Support is growing to relocate a statue of former U.S. Sen. William Fulbright on the University of Arkansas campus.

FAYETTEVILLE, Ark. — University of Arkansas Chancellor Dr. Joseph Steinmetz supports the move to rename a main dining hall on the campus and relocate a statue of former U.S. Sen. William Fulbright, D-Ark., but opposes renaming the university’s Fulbright College of Art and Sciences.

Earlier this year a university-sanctioned committee reviewed requests to rename Brough Commons, the dining hall, and address the university’s connection to Sen. Fulbright. The committee voted to remove Brough’s name from the dining hall, remove the Fulbright statue from its location outside Old Main, and rename the university’s College of Arts and Sciences. 

Brough (pronounced “bruff”) was Arkansas’ 25th governor and served from January 1917 to January 1921. Brough is connected to what is known as the Elaine Massacre in the summer of 1919. 

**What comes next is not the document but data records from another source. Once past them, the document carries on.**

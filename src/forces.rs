//! Force model.
//!
//! Computes everything the controller pushes into the rigid body during one
//! fixed tick. The computation is pure; [`crate::systems::apply_locomotion_forces`]
//! hands the result to the physics backend.

use bevy::prelude::*;

use crate::backend::ForceMode;
use crate::config::ControllerConfig;
use crate::intent::InputSnapshot;
use crate::probe::ProbeResult;
use crate::state::LocomotionState;

/// Whether the wall-run jump direction (`up + wall_normal`) is normalized.
///
/// It is not: the jump force grows with how squarely the wall was hit.
pub const WALL_JUMP_DIRECTION_NORMALIZED: bool = false;

/// Forces for one fixed tick.
#[derive(Debug, Clone, Copy, PartialEq, Default)]
pub struct LocomotionForces {
    /// Horizontal thrust, applied as [`ForceMode::Acceleration`].
    pub movement: Vec3,
    /// Ground jump, applied as [`ForceMode::Impulse`].
    pub jump: Option<Vec3>,
    /// Wall-run jump, applied as [`ForceMode::Force`] for this tick only.
    ///
    /// A continuous force for a single tick acts as a strong nudge rather
    /// than an instantaneous velocity change.
    pub wall_jump: Option<Vec3>,
    /// Wall-run sustain gravity, applied as [`ForceMode::Force`].
    pub wall_run_gravity: Option<Vec3>,
}

impl LocomotionForces {
    /// Every non-empty force with its integration mode, in application order.
    pub fn commands(&self) -> impl Iterator<Item = (Vec3, ForceMode)> {
        let movement =
            (self.movement != Vec3::ZERO).then_some((self.movement, ForceMode::Acceleration));
        [
            movement,
            self.jump.map(|f| (f, ForceMode::Impulse)),
            self.wall_jump.map(|f| (f, ForceMode::Force)),
            self.wall_run_gravity.map(|f| (f, ForceMode::Force)),
        ]
        .into_iter()
        .flatten()
    }
}

/// Horizontal thrust for the given input.
///
/// The direction follows the body's facing, is projected onto the slope plane
/// when a slope was detected, and is normalized (zero input stays zero).
pub fn movement_force(
    state: LocomotionState,
    probe: &ProbeResult,
    input: &InputSnapshot,
    orientation: Quat,
    config: &ControllerConfig,
) -> Vec3 {
    let forward = orientation * Vec3::NEG_Z;
    let right = orientation * Vec3::X;
    let mut direction = forward * input.move_axes.x + right * input.move_axes.y;

    if let Some(normal) = probe.slope_normal {
        direction = direction.reject_from_normalized(normal.normalize_or_zero());
    }

    let multiplier = if state == LocomotionState::Grounded {
        config.ground_speed_multiplier
    } else {
        config.air_speed_multiplier
    };
    let speed = if input.run_held {
        config.player_speed_run
    } else {
        config.player_speed
    };

    direction.normalize_or_zero() * speed * multiplier
}

/// Wall-run jump force off a wall with the given normal.
///
/// `force = vector * (dir.x, 1, dir.z) * multiplier` with `dir = up + normal`.
pub fn wall_jump_force(up: Vec3, wall_normal: Vec3, vector: Vec3, multiplier: f32) -> Vec3 {
    let mut direction = up + wall_normal;
    if WALL_JUMP_DIRECTION_NORMALIZED {
        direction = direction.normalize_or_zero();
    }
    vector * Vec3::new(direction.x, 1.0, direction.z) * multiplier
}

/// Compute this tick's forces.
///
/// `jump_requested` is the latched press edge. It only has an effect when the
/// body is grounded (ground jump) or wall-running (wall jump) right now;
/// otherwise it is dropped.
pub fn compute_forces(
    state: LocomotionState,
    probe: &ProbeResult,
    input: &InputSnapshot,
    jump_requested: bool,
    orientation: Quat,
    config: &ControllerConfig,
) -> LocomotionForces {
    let mut forces = LocomotionForces {
        movement: movement_force(state, probe, input, orientation, config),
        ..default()
    };

    match state.wall_side() {
        None => {
            if jump_requested && state == LocomotionState::Grounded {
                forces.jump = Some(config.jump_impulse);
            }
        }
        Some(side) => {
            let wall = probe.wall(side);
            let surface = wall.and_then(|w| w.surface);

            let gravity = surface.map_or(config.wall_run_gravity, |s| s.run_gravity);
            forces.wall_run_gravity = Some(Vec3::NEG_Y * gravity);

            if jump_requested {
                if let Some(wall) = wall {
                    let (vector, multiplier) = surface.map_or(
                        (config.wall_run_jump_vector, config.wall_run_jump_multiplier),
                        |s| (s.jump_impulse_vector, s.jump_impulse_multiplier),
                    );
                    let up = orientation * Vec3::Y;
                    forces.wall_jump = Some(wall_jump_force(up, wall.normal(), vector, multiplier));
                }
            }
        }
    }

    forces
}
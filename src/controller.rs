//! Core character controller component.

use bevy::prelude::*;

use crate::camera::CameraFeedback;
use crate::config::{ControllerConfig, ControllerKeys};
use crate::intent::InputSnapshot;
use crate::probe::{ProbeResult, WallContact};
use crate::state::LocomotionState;

/// Core character controller component.
///
/// This is the **central hub** for the controller's per-tick state: the latest
/// probe, the state decided from it, the latched jump request, and the force
/// accumulators the backend uses to keep controller forces separate from any
/// other forces on the body.
///
/// Spawning it pulls in [`ControllerConfig`], [`ControllerKeys`],
/// [`InputSnapshot`] and [`CameraFeedback`] with default values when they are
/// not provided explicitly.
///
/// # Example
///
/// ```rust
/// use bevy::prelude::*;
/// use fps_wallrun_controller::prelude::*;
///
/// let controller = CharacterController::new();
/// assert_eq!(controller.state, LocomotionState::Airborne);
/// assert!(!controller.is_grounded());
/// ```
#[derive(Component, Reflect, Debug, Clone, Default)]
#[reflect(Component)]
#[require(ControllerConfig, ControllerKeys, InputSnapshot, CameraFeedback)]
pub struct CharacterController {
    /// Result of the latest environment probe.
    pub probe: ProbeResult,

    /// State decided from the latest probe.
    pub state: LocomotionState,

    /// A jump press waiting for the next fixed tick.
    ///
    /// Latched from [`InputSnapshot::jump_pressed`] and consumed by the first
    /// fixed tick that sees it, whether or not a jump was possible then.
    pub jump_requested: bool,

    /// Half height used by the last probe (measured collider or config fallback).
    pub body_half_height: f32,

    // === Force Accumulation ===
    /// Forces accumulated during the current fixed tick.
    pub(crate) accumulated_force: Vec3,

    /// Forces written to the physics engine last fixed tick.
    pub(crate) applied_force: Vec3,
}

impl CharacterController {
    pub fn new() -> Self {
        Self::default()
    }

    /// Check if grounded (strict ground check).
    pub fn is_grounded(&self) -> bool {
        self.state == LocomotionState::Grounded
    }

    /// Check if wall-running on either side.
    pub fn is_wall_running(&self) -> bool {
        self.state.is_wall_running()
    }

    /// The wall contact matching the current wall-running state.
    pub fn active_wall(&self) -> Option<&WallContact> {
        self.state.wall_side().and_then(|side| self.probe.wall(side))
    }

    /// Take the latched jump request, clearing it.
    pub fn take_jump_request(&mut self) -> bool {
        std::mem::take(&mut self.jump_requested)
    }

    /// Add a force (in engine force units) to this tick's accumulator.
    pub fn add_force(&mut self, force: Vec3) {
        self.accumulated_force += force;
    }

    /// Begin a new fixed tick.
    ///
    /// Returns the force written to the engine last tick so the backend can
    /// remove it, and clears the accumulator.
    pub(crate) fn prepare_new_frame(&mut self) -> Vec3 {
        self.accumulated_force = Vec3::ZERO;
        std::mem::take(&mut self.applied_force)
    }

    /// Finish the fixed tick.
    ///
    /// Returns the accumulated force for the backend to write and remembers it
    /// for the next [`Self::prepare_new_frame`].
    pub(crate) fn finalize_frame(&mut self) -> Vec3 {
        self.applied_force = self.accumulated_force;
        self.accumulated_force
    }
}
//! Error types.
//!
//! Steady-state ticks never fail: a missing component or an unavailable
//! physics context just makes the affected subsystem skip the tick. The only
//! errors are configuration problems detected when a controller is added,
//! which are fatal.

use bevy::prelude::*;
use thiserror::Error;

/// A `ControllerConfig` value the controller cannot work with.
#[derive(Debug, Clone, PartialEq, Error)]
pub enum ConfigError {
    #[error("`{field}` must be finite and non-negative, got {value}")]
    Negative { field: &'static str, value: f32 },

    #[error("`{field}` must be finite and greater than zero, got {value}")]
    NonPositive { field: &'static str, value: f32 },

    #[error("`{field}` must be a field of view between 0 and 180 degrees, got {value}")]
    FovOutOfRange { field: &'static str, value: f32 },
}

/// Fatal controller setup errors.
#[derive(Debug, Error)]
pub enum ControllerError {
    #[error("character controller {0} has no rigid body the physics backend can drive")]
    MissingRigidBody(Entity),

    #[error("character controller {entity} has an invalid configuration: {source}")]
    InvalidConfig {
        entity: Entity,
        #[source]
        source: ConfigError,
    },
}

Poor, black sharecroppers in Phillips County had tolerated low wages and terrible work conditions since the end of the Civil War, but after World War I ended they’d had enough. Tensions between blacks and whites simmered throughout the country during the summer of 1919. The disgruntled sharecroppers met late night Sept. 30, 1919, in a church in the small town of Elaine. A group of white men aware of the meeting went to the church. Gunshots were exchanged and a white law officer was killed. The tragic event is considered by some historians to be the worst racial clash in U.S. history that left five whites dead and potentially hundreds of blacks. Brough not only directed federal troops to Elaine but accompanied them when they rounded up and murdered some of the black residents. 

In a May 19 letter to University of Arkansas System President Dr. Donald Bobbitt, Steinmetz agreed that Brough should no longer have a place on campus.

“While it is true that under his gubernatorial leadership, Arkansas became the only Southern state to allow women’s suffrage prior to the Nineteenth Amendment – and he publicly supported anti-lynching laws, something rare in the day – his governorship was significantly marred by his actions that led to one of the deadliest racial conflicts in history,” Steinmetz noted.